The U.K.'s Prosonix has an excipient-free platform for inhaled drug delivery, and the company is teaming with Imperial College London to develop treatments for its tech.
Prosonix is hoping to advance its multi-component particles--which combine inhaled treatments into a single, drug-only particle with no excipients--to create therapies for COPD and asthma, the company said, and it's aiming to start preclinical trials by 2013. Prosonix's "smart" combination particles are more effective than standard mixed-powder formulations, according to data the company released in May, and Imperial College London's Omar Usmani said the platform could lead to better treatments for respiratory diseases.

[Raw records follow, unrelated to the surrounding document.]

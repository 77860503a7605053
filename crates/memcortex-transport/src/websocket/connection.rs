//! Per-connection reader/writer tasks: heartbeat, deadline resets, and
//! the glue between a raw WebSocket stream and a [`ClientHandle`].

use std::sync::Arc;
use std::time::Duration;

use futures_util::{SinkExt, StreamExt};
use tokio::net::TcpStream;
use tokio::sync::mpsc;
use tokio::time::{interval, Instant, MissedTickBehavior};
use tokio_tungstenite::tungstenite::Message as WsMessage;
use tokio_tungstenite::WebSocketStream;
use tracing::{debug, warn};

use super::pool::ConnectionPool;
use super::types::{ClientHandle, OutboundMessage};

/// Heartbeat and deadline tuning for a single connection.
#[derive(Debug, Clone, Copy)]
pub struct ConnectionConfig {
    /// How often a ping frame is sent on an otherwise idle connection.
    pub ping_interval: Duration,
    /// How long to wait for a pong before the connection is considered dead.
    pub pong_timeout: Duration,
    /// Outbound queue depth handed to the client's [`ClientHandle`].
    pub outbound_buffer: usize,
}

impl Default for ConnectionConfig {
    fn default() -> Self {
        Self {
            ping_interval: Duration::from_secs(30),
            pong_timeout: Duration::from_secs(10),
            outbound_buffer: 64,
        }
    }
}

/// Drive a single accepted WebSocket connection until it closes, is
/// evicted by the pool, or misses its pong deadline.
///
/// Registers a [`ClientHandle`] in `pool` for the duration of the
/// connection and always removes it on exit, regardless of which path
/// caused the exit.
pub async fn serve_connection(
    stream: WebSocketStream<TcpStream>,
    client_id: String,
    repository: String,
    session_id: String,
    pool: Arc<ConnectionPool>,
    config: ConnectionConfig,
) {
    let (mut sink, mut source) = stream.split();
    let (tx, mut rx) = mpsc::channel::<OutboundMessage>(config.outbound_buffer);

    let client = ClientHandle::new(client_id.clone(), repository, session_id, tx);
    if super::pool::Admission::Full == pool.add(client.clone()) {
        warn!(client_id = %client_id, "connection pool full, rejecting client");
        let _ = sink.close().await;
        return;
    }

    let mut ping_tick = interval(config.ping_interval);
    ping_tick.set_missed_tick_behavior(MissedTickBehavior::Delay);
    let mut awaiting_pong = false;
    let mut last_pong = Instant::now();

    loop {
        tokio::select! {
            outbound = rx.recv() => {
                match outbound {
                    Some(OutboundMessage(payload)) => {
                        if sink.send(WsMessage::Text(payload)).await.is_err() {
                            break;
                        }
                    }
                    None => break,
                }
            }
            incoming = source.next() => {
                match incoming {
                    Some(Ok(WsMessage::Text(text))) => {
                        client.touch();
                        debug!(client_id = %client_id, bytes = text.len(), "received text frame");
                        // Application-level dispatch happens in memcortex-server;
                        // this transport layer only tracks liveness here.
                    }
                    Some(Ok(WsMessage::Pong(_))) => {
                        client.touch();
                        awaiting_pong = false;
                        last_pong = Instant::now();
                    }
                    Some(Ok(WsMessage::Ping(payload))) => {
                        client.touch();
                        if sink.send(WsMessage::Pong(payload)).await.is_err() {
                            break;
                        }
                    }
                    Some(Ok(WsMessage::Close(_))) | None => break,
                    Some(Ok(_)) => {}
                    Some(Err(error)) => {
                        warn!(client_id = %client_id, %error, "websocket read error");
                        break;
                    }
                }
            }
            _ = ping_tick.tick() => {
                if awaiting_pong && last_pong.elapsed() > config.pong_timeout {
                    warn!(client_id = %client_id, "pong timeout, closing connection");
                    break;
                }
                if sink.send(WsMessage::Ping(Vec::new())).await.is_err() {
                    break;
                }
                awaiting_pong = true;
            }
        }

        // The pool evicts slow consumers during broadcast; if we're no
        // longer registered there's nothing left to serve.
        if pool.get(&client_id).is_none() {
            break;
        }
    }

    pool.remove(&client_id);
    let _ = sink.close().await;
}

The company recently completed a $27 million fundraising round, and CEO David Hipkiss said partnering with the college is the next step in getting its multi-API formulations into clinics and, eventually, on the market. "We believe that our particle engineering technology is potentially transformational in enabling the development of novel inhaled combination therapies that deliver significant clinical benefits," Hipkiss said in a statement.
Beyond its own pipeline treatments, Prosonix's tech may also boost the effectiveness of existing treatments. The company tested the multi-component platform with a combination of Advair and Symbicort, finding that its formulation maintained the necessary drug ratios and created more effective, efficient and tolerable treatment than standard dry-powder administration.